Go from the first line below to the one with "each shard holding" and print each line exactly.

Collected data

• • • • •

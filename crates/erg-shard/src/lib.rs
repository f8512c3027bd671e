//! erg-shard
//!
//! Wallet-partitioned execution: the account space is split into 16 shards
//! by the top four bits of the public key's first byte, each shard holding
//! an independent state engine with its own supply ledger.
//!
//! An intra-shard transfer executes entirely inside the owning shard. A
//! cross-shard transfer is two-phase: phase 1 debits the sender and moves
//! supply out of the source shard, phase 2 credits the receiver and moves
//! supply into the destination. If phase 2 cannot complete, phase 1 is
//! compensated bit-for-bit. The network-level invariant is
//! Σ shard supplies == network supply.

use tracing::{debug, info};

use erg_core::{
    Amount, ErgError, PublicKey, Timestamp, Transaction, EPS_CONSERVATION, NUM_SHARDS,
};
use erg_crypto::verify_transaction;
use erg_state::State;

/// Shard owning `key`: the top 4 bits of the first pubkey byte.
pub fn shard_for(key: &PublicKey) -> u8 {
    key.0[0] >> 4
}

/// One shard: an independent state engine plus metrics.
pub struct Shard {
    pub id: u8,
    pub state: State,
    pub tx_count: u64,
}

/// Snapshot of a sender taken before phase 1, used to compensate if phase 2
/// aborts. Balances are restored from the captured bits, not re-credited.
#[derive(Debug, Clone)]
pub struct CrossShardPending {
    pub sender: PublicKey,
    pub receiver: PublicKey,
    pub amount: Amount,
    pub source_shard: u8,
    pub dest_shard: u8,
    prior_balance: Amount,
    prior_nonce: u64,
    prior_supply: Amount,
}

pub struct ShardedLedger {
    shards: Vec<Shard>,
    network_supply: Amount,
}

impl ShardedLedger {
    /// Initialise all 16 shards empty; `network_supply` is the invariant
    /// ceiling that bootstrap allocations must sum to.
    pub fn new(network_supply: Amount, now: Timestamp) -> Self {
        let shards = (0..NUM_SHARDS as u8)
            .map(|id| Shard {
                id,
                state: State::new(now),
                tx_count: 0,
            })
            .collect();
        Self {
            shards,
            network_supply,
        }
    }

    pub fn network_supply(&self) -> Amount {
        self.network_supply
    }

    pub fn shard(&self, id: u8) -> &Shard {
        &self.shards[id as usize]
    }

    pub fn shards(&self) -> &[Shard] {
        &self.shards
    }

    fn shard_mut(&mut self, id: u8) -> &mut Shard {
        &mut self.shards[id as usize]
    }

    /// Bootstrap an account with an initial allocation in its home shard.
    pub fn create_account(&mut self, key: PublicKey, balance: Amount) -> Result<(), ErgError> {
        let id = shard_for(&key);
        let now = self.shards[id as usize].state.timestamp();
        let shard = self.shard_mut(id);
        shard.state.bootstrap_account(key, balance)?;
        shard.state.commit_transition(now);
        debug!(shard = id, key = %key, balance, "account created");
        Ok(())
    }

    pub fn balance(&self, key: &PublicKey) -> Option<Amount> {
        self.shard(shard_for(key))
            .state
            .account(key)
            .map(|a| a.balance)
    }

    // ── Intra-shard path ─────────────────────────────────────────────────────

    /// Execute a transfer whose endpoints share a shard.
    pub fn execute(&mut self, tx: &Transaction, now: Timestamp) -> Result<(), ErgError> {
        let from_shard = shard_for(&tx.from);
        let to_shard = shard_for(&tx.to);
        if from_shard != to_shard {
            return Err(ErgError::CrossShard {
                from: from_shard,
                to: to_shard,
            });
        }
        let shard = self.shard_mut(from_shard);
        shard.state.execute(tx, now)?;
        shard.tx_count += 1;
        Ok(())
    }

    // ── Cross-shard path ─────────────────────────────────────────────────────

    /// Phase 1: validate the transfer and debit the sender, moving the
    /// amount out of the source shard's supply. Returns the compensation
    /// record needed if phase 2 fails.
    pub fn begin_cross(
        &mut self,
        tx: &Transaction,
        now: Timestamp,
    ) -> Result<CrossShardPending, ErgError> {
        let source_shard = shard_for(&tx.from);
        let dest_shard = shard_for(&tx.to);
        if source_shard == dest_shard {
            return Err(ErgError::NotCrossShard);
        }

        verify_transaction(tx)?;
        if !tx.amount.is_finite() || tx.amount <= 0.0 {
            return Err(ErgError::InvalidAmount);
        }

        let state = &self.shards[source_shard as usize].state;
        let sender = state
            .account(&tx.from)
            .ok_or_else(|| ErgError::AccountNotFound(tx.from.to_hex()))?;
        if tx.nonce != sender.nonce {
            return Err(ErgError::InvalidSignature);
        }
        if sender.balance < tx.amount {
            return Err(ErgError::InsufficientFunds {
                need: tx.amount,
                have: sender.balance,
            });
        }

        let pending = CrossShardPending {
            sender: tx.from,
            receiver: tx.to,
            amount: tx.amount,
            source_shard,
            dest_shard,
            prior_balance: sender.balance,
            prior_nonce: sender.nonce,
            prior_supply: state.total_supply(),
        };

        let shard = self.shard_mut(source_shard);
        let new_balance = pending.prior_balance - tx.amount;
        shard
            .state
            .apply_change(tx.from, new_balance, pending.prior_nonce + 1)?;
        let new_supply = pending.prior_supply - tx.amount;
        shard.state.set_total_supply(new_supply);
        shard.state.commit_transition(now);
        shard.tx_count += 1;

        debug!(
            amount = tx.amount,
            source = source_shard,
            dest = dest_shard,
            "cross-shard phase 1: debited source shard"
        );
        Ok(pending)
    }

    /// Phase 2: credit the receiver in the destination shard and move the
    /// amount into its supply.
    pub fn commit_cross(
        &mut self,
        pending: &CrossShardPending,
        now: Timestamp,
    ) -> Result<(), ErgError> {
        let shard = self.shard_mut(pending.dest_shard);
        let prior = shard
            .state
            .account(&pending.receiver)
            .map(|a| (a.balance, a.nonce))
            .unwrap_or((0.0, 0));
        shard
            .state
            .apply_change(pending.receiver, prior.0 + pending.amount, prior.1)?;
        let new_supply = shard.state.total_supply() + pending.amount;
        shard.state.set_total_supply(new_supply);
        shard.state.commit_transition(now);
        shard.tx_count += 1;

        info!(
            amount = pending.amount,
            source = pending.source_shard,
            dest = pending.dest_shard,
            "cross-shard transfer committed"
        );
        Ok(())
    }

    /// Compensate a failed phase 2: restore the sender's balance, nonce, and
    /// the source shard's supply from the captured bits.
    pub fn abort_cross(&mut self, pending: &CrossShardPending, now: Timestamp) {
        let shard = self.shard_mut(pending.source_shard);
        // apply_change cannot fail here: the sender account already exists.
        let _ = shard.state.apply_change(
            pending.sender,
            pending.prior_balance,
            pending.prior_nonce,
        );
        shard.state.set_total_supply(pending.prior_supply);
        shard.state.commit_transition(now);
        info!(
            amount = pending.amount,
            source = pending.source_shard,
            "cross-shard transfer rolled back"
        );
    }

    /// Run both phases, compensating automatically if the commit fails.
    pub fn execute_cross(&mut self, tx: &Transaction, now: Timestamp) -> Result<(), ErgError> {
        let pending = self.begin_cross(tx, now)?;
        match self.commit_cross(&pending, now) {
            Ok(()) => Ok(()),
            Err(e) => {
                self.abort_cross(&pending, now);
                Err(e)
            }
        }
    }

    // ── Conservation ─────────────────────────────────────────────────────────

    /// Σ shard supplies must equal the network supply.
    pub fn verify_conservation(&self) -> Result<(), ErgError> {
        let total: f64 = self.shards.iter().map(|s| s.state.total_supply()).sum();
        if (total - self.network_supply).abs() > EPS_CONSERVATION {
            return Err(ErgError::ConservationViolated {
                expected: self.network_supply,
                actual: total,
            });
        }
        Ok(())
    }
}
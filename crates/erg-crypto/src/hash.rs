use sha2::{Digest, Sha256};

/// Compute SHA-256 of arbitrary bytes → 32-byte array.
pub fn sha256(data: &[u8]) -> [u8; 32] {
    let mut hasher = Sha256::new();
    hasher.update(data);
    hasher.finalize().into()
}

/// SHA-256 over a sequence of segments, hashed in order without separators.
/// Used for the multi-field protocol hashes (state, proposal, proof).
pub fn sha256_parts(parts: &[&[u8]]) -> [u8; 32] {
    let mut hasher = Sha256::new();
    for part in parts {
        hasher.update(part);
    }
    hasher.finalize().into()
}
pub mod account;
pub mod constants;
pub mod error;
pub mod transaction;
pub mod types;

pub use account::Account;
pub use constants::*;
pub use error::ErgError;
pub use transaction::Transaction;
pub use types::{Amount, Nonce, PublicKey, Signature, StateHash, Timestamp};
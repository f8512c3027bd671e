//! Sharded execution through the node: cross-shard transfers run under the
//! consensus-owned lock table, and the consensus timer compensates phase 1
//! of any transfer whose lock expires before phase 2 commits.

use std::path::PathBuf;

use erg_core::{ErgError, PublicKey, Transaction, CROSS_SHARD_LOCK_EXPIRY_SECS};
use erg_crypto::Keypair;
use erg_node::{unix_now, Node, NodeConfig};
use erg_shard::shard_for;

fn temp_dir(name: &str) -> PathBuf {
    let dir = std::env::temp_dir().join(format!("erg_sharded_test_{name}"));
    let _ = std::fs::remove_dir_all(&dir);
    dir
}

fn config(dir: &PathBuf) -> NodeConfig {
    NodeConfig {
        port: 0,
        connect: Vec::new(),
        data_dir: dir.clone(),
        trusted_validators: Vec::new(),
    }
}

fn keypair_in_shard(shard: u8) -> Keypair {
    loop {
        let kp = Keypair::generate();
        if shard_for(&kp.public()) == shard {
            return kp;
        }
    }
}

fn transfer(kp: &Keypair, to: PublicKey, amount: f64, nonce: u64) -> Transaction {
    let mut tx = Transaction::new(kp.public(), to, amount, nonce, 1_000_000);
    kp.sign_transaction(&mut tx).unwrap();
    tx
}

#[tokio::test]
async fn cross_shard_transfer_through_node() {
    let dir = temp_dir("transfer");
    let node = Node::open(config(&dir), None).unwrap();
    node.enable_sharding(1000.0).await.unwrap();

    let p = keypair_in_shard(0);
    let q = keypair_in_shard(5);
    node.create_shard_account(p.public(), 1000.0).await.unwrap();

    node.submit_cross_shard(&transfer(&p, q.public(), 300.0, 0))
        .await
        .unwrap();

    assert_eq!(node.shard_balance(&p.public()).await, Some(700.0));
    assert_eq!(node.shard_balance(&q.public()).await, Some(300.0));
    node.verify_shard_conservation().await.unwrap();

    // The lock was released on commit: the sender may go again at once.
    node.submit_cross_shard(&transfer(&p, q.public(), 100.0, 1))
        .await
        .unwrap();
    assert_eq!(node.shard_balance(&q.public()).await, Some(400.0));

    let _ = std::fs::remove_dir_all(&dir);
}

#[tokio::test]
async fn expired_lock_triggers_rollback_via_consensus_tick() {
    let dir = temp_dir("expiry");
    let node = Node::open(config(&dir), None).unwrap();
    node.enable_sharding(500.0).await.unwrap();

    let p = keypair_in_shard(2);
    let q = keypair_in_shard(9);
    node.create_shard_account(p.public(), 500.0).await.unwrap();

    // Phase 1 only: the transfer stays in flight under the sender's lock.
    node.begin_cross_shard(&transfer(&p, q.public(), 200.0, 0))
        .await
        .unwrap();
    assert_eq!(node.shard_balance(&p.public()).await, Some(300.0));

    // While the lock is held, a second transfer from the sender is barred.
    let err = node
        .begin_cross_shard(&transfer(&p, q.public(), 50.0, 1))
        .await
        .unwrap_err();
    assert!(matches!(err, ErgError::LockHeld));

    // The timer finds the expired lock and compensates phase 1.
    node.consensus_tick(unix_now() + CROSS_SHARD_LOCK_EXPIRY_SECS + 1)
        .await;
    assert_eq!(node.shard_balance(&p.public()).await, Some(500.0));
    assert_eq!(node.shard_balance(&q.public()).await, None);
    node.verify_shard_conservation().await.unwrap();

    // The sender is free again after the rollback.
    node.submit_cross_shard(&transfer(&p, q.public(), 50.0, 0))
        .await
        .unwrap();
    assert_eq!(node.shard_balance(&q.public()).await, Some(50.0));

    let _ = std::fs::remove_dir_all(&dir);
}

#[tokio::test]
async fn deferred_transfer_completed_explicitly() {
    let dir = temp_dir("deferred");
    let node = Node::open(config(&dir), None).unwrap();
    node.enable_sharding(500.0).await.unwrap();

    let p = keypair_in_shard(1);
    let q = keypair_in_shard(6);
    node.create_shard_account(p.public(), 500.0).await.unwrap();

    let sequence = node
        .begin_cross_shard(&transfer(&p, q.public(), 120.0, 0))
        .await
        .unwrap();
    node.complete_cross_shard(&p.public(), sequence)
        .await
        .unwrap();

    assert_eq!(node.shard_balance(&p.public()).await, Some(380.0));
    assert_eq!(node.shard_balance(&q.public()).await, Some(120.0));
    node.verify_shard_conservation().await.unwrap();

    let _ = std::fs::remove_dir_all(&dir);
}

#[tokio::test]
async fn sharded_calls_refused_until_enabled() {
    let dir = temp_dir("disabled");
    let node = Node::open(config(&dir), None).unwrap();

    let p = keypair_in_shard(0);
    let q = keypair_in_shard(7);
    assert!(matches!(
        node.submit_cross_shard(&transfer(&p, q.public(), 1.0, 0)).await,
        Err(ErgError::ShardingDisabled)
    ));
    assert!(matches!(
        node.create_shard_account(p.public(), 1.0).await,
        Err(ErgError::ShardingDisabled)
    ));

    let _ = std::fs::remove_dir_all(&dir);
}
use thiserror::Error;

#[derive(Debug, Error)]
pub enum ErgError {
    // ── Transfer errors ──────────────────────────────────────────────────────
    #[error("insufficient funds: need {need}, have {have}")]
    InsufficientFunds { need: f64, have: f64 },

    #[error("invalid signature")]
    InvalidSignature,

    #[error("amount must be a positive finite number")]
    InvalidAmount,

    #[error("account not found: {0}")]
    AccountNotFound(String),

    #[error("account already exists: {0}")]
    AccountExists(String),

    #[error("account capacity exceeded (max {max})")]
    CapacityExceeded { max: usize },

    #[error("conservation violated: total supply {expected}, measured {actual}")]
    ConservationViolated { expected: f64, actual: f64 },

    // ── Consensus errors ─────────────────────────────────────────────────────
    #[error("not enough active validators: need {need}, have {have}")]
    InsufficientValidators { need: usize, have: usize },

    #[error("proposer is not the current leader")]
    NotLeader,

    #[error("not an active validator: {0}")]
    NotValidator(String),

    #[error("validator registry full (max {max})")]
    ValidatorSetFull { max: usize },

    #[error("validator already registered: {0}")]
    ValidatorExists(String),

    #[error("proposal sequence mismatch: expected {expected}, got {got}")]
    StaleProposal { expected: u64, got: u64 },

    #[error("no proposal is active")]
    NoActiveProposal,

    #[error("quorum not reached")]
    QuorumNotReached,

    #[error("validator set may only change between finalized heights")]
    ValidatorChangeDuringRound,

    #[error("sender already holds an unexpired cross-shard lock")]
    LockHeld,

    #[error("checkpoint refused while a consensus round is in flight")]
    CheckpointDuringRound,

    // ── Sharding errors ──────────────────────────────────────────────────────
    #[error("transfer crosses shard boundary (source {from:#x}, destination {to:#x})")]
    CrossShard { from: u8, to: u8 },

    #[error("transfer does not cross a shard boundary")]
    NotCrossShard,

    #[error("no pending cross-shard transfer for this lock")]
    UnknownCrossShardTransfer,

    #[error("sharded execution is not enabled on this node")]
    ShardingDisabled,

    // ── Sync errors ──────────────────────────────────────────────────────────
    #[error("state hash chain mismatch")]
    ChainMismatch,

    #[error("snapshot not signed by a trusted validator")]
    UntrustedSnapshot,

    #[error("snapshot version {got} is not newer than current {current}")]
    StaleSnapshot { current: u64, got: u64 },

    // ── Durability errors ────────────────────────────────────────────────────
    #[error("corrupt log entry at sequence {sequence}")]
    CorruptEntry { sequence: u64 },

    #[error("ledger already initialised")]
    AlreadyInitialised,

    // ── Encoding / crypto / IO ───────────────────────────────────────────────
    #[error("invalid address: {0}")]
    InvalidAddress(String),

    #[error("serialization error: {0}")]
    Serialization(String),

    #[error("crypto error: {0}")]
    Crypto(String),

    #[error("I/O error: {0}")]
    Io(#[from] std::io::Error),

    // ── Wire errors ──────────────────────────────────────────────────────────
    #[error("malformed wire message: {0}")]
    MalformedMessage(String),

    #[error("unknown message type: {0:#04x}")]
    UnknownMessageType(u8),
}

• • • • •

Solution
filename crates/erg-shard/src/lib.rs
repository f8512c3027bd671e
//! erg-shard
//!
//! Wallet-partitioned execution: the account space is split into 16 shards
//! by the top four bits of the public key's first byte, each shard holding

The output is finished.